Fig. 3. Prediction success and CPU times for the ten top-ranking disorder predictors in the DisProt-PDB dataset.

a, The reference used (DisProt-PDB, n = 646 proteins) in the analysis and how it was obtained. b–g, Performance of predictors expressed as maximum F1-score across all thresholds (F_max) (b) and AUC (e) for the ten top-ranking methods (light gray) and baselines (white), and distribution of execution time per target (c,f) using the DisProt-PDB dataset. b,e, The horizontal line indicates, respectively, F_max and AUC of the best baseline. d,g, Precision–recall (d) and ROC curves (g) of the ten top-ranking methods and baselines using the DisProt-PDB dataset, with level curves of F1-score and balanced accuracy, respectively. c,f, boxplots are defined as follows: the middle value of the dataset is the median (Q2/50th percentile) and box boundaries are the first quartile (Q1/25th percentile) and third quartile (Q3/75th percentile), respectively; maximum is Q3 + 1.5 × (Q3 – Q1) and minimum is Q1 – 1.5 × (Q3 – Q1). Outliers are hidden for clarity. c,f, Magenta dots indicate that the entire distribution of execution times is <1 s.

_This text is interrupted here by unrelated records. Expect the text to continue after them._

//! Spatial queries over town territory.

use crate::block::PlacedBlock;
use crate::state::TownUnit;
use crate::store::{LookupError, TerritoryStore};

/// Cardinal neighbour offsets: north, south, east, west.
const CARDINAL_OFFSETS: [(i32, i32); 4] = [(0, -1), (0, 1), (1, 0), (-1, 0)];

/// Settlement-owned town units bordering the cell that contains `block`.
///
/// Only the four cardinal neighbours are considered; the block's own cell
/// is not. Registered cells no settlement owns are skipped. Returned in
/// north, south, east, west order.
pub fn adjacent_town_units<'a, S: TerritoryStore + ?Sized>(
    store: &'a S,
    block: &PlacedBlock,
    town_block_size: u32,
) -> Result<Vec<&'a TownUnit>, LookupError> {
    let world = block.position.world.as_str();
    let centre = block.position.coord(town_block_size);

    let mut units = Vec::new();
    for (dx, dz) in CARDINAL_OFFSETS {
        match store.town_unit(world, centre.offset(dx, dz))? {
            Some(unit) if unit.settlement.is_some() => units.push(unit),
            _ => {}
        }
    }
    Ok(units)
}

Fig. 4. Prediction success and CPU times for the ten top-ranking binding predictors in the DisProt-binding dataset.

a, The reference used (DisProt-binding, n = 646 proteins) in the analysis and how it was obtained. b–g, Performance of predictors expressed as maximum F1-score across all thresholds (F_max) (b) and AUC (e) for the ten top-ranking methods (light gray) and baselines (white), and distribution of execution time per target (c,f) using the DisProt-binding dataset. b,e, The horizontal line indicates, respectively, F_max and AUC of the best baseline. d,g, Precision–recall (d) and ROC curves (g) of the ten top-ranking methods and baselines using the DisProt-binding dataset, with level curves of F1-score and balanced accuracy, respectively. c,f, boxplots are defined as follows: the middle value of the dataset is the median (Q2/50th percentile) and box boundaries are the first quartile (Q1/25th percentile) and third quartile (Q3/75th percentile), respectively; maximum is Q3 + 1.5 × (Q3 – Q1) and minimum is Q1 – 1.5 × (Q3 – Q1). Outliers are hidden for clarity. c,f, Magenta dots indicate that the entire distribution of execution times is <1 s.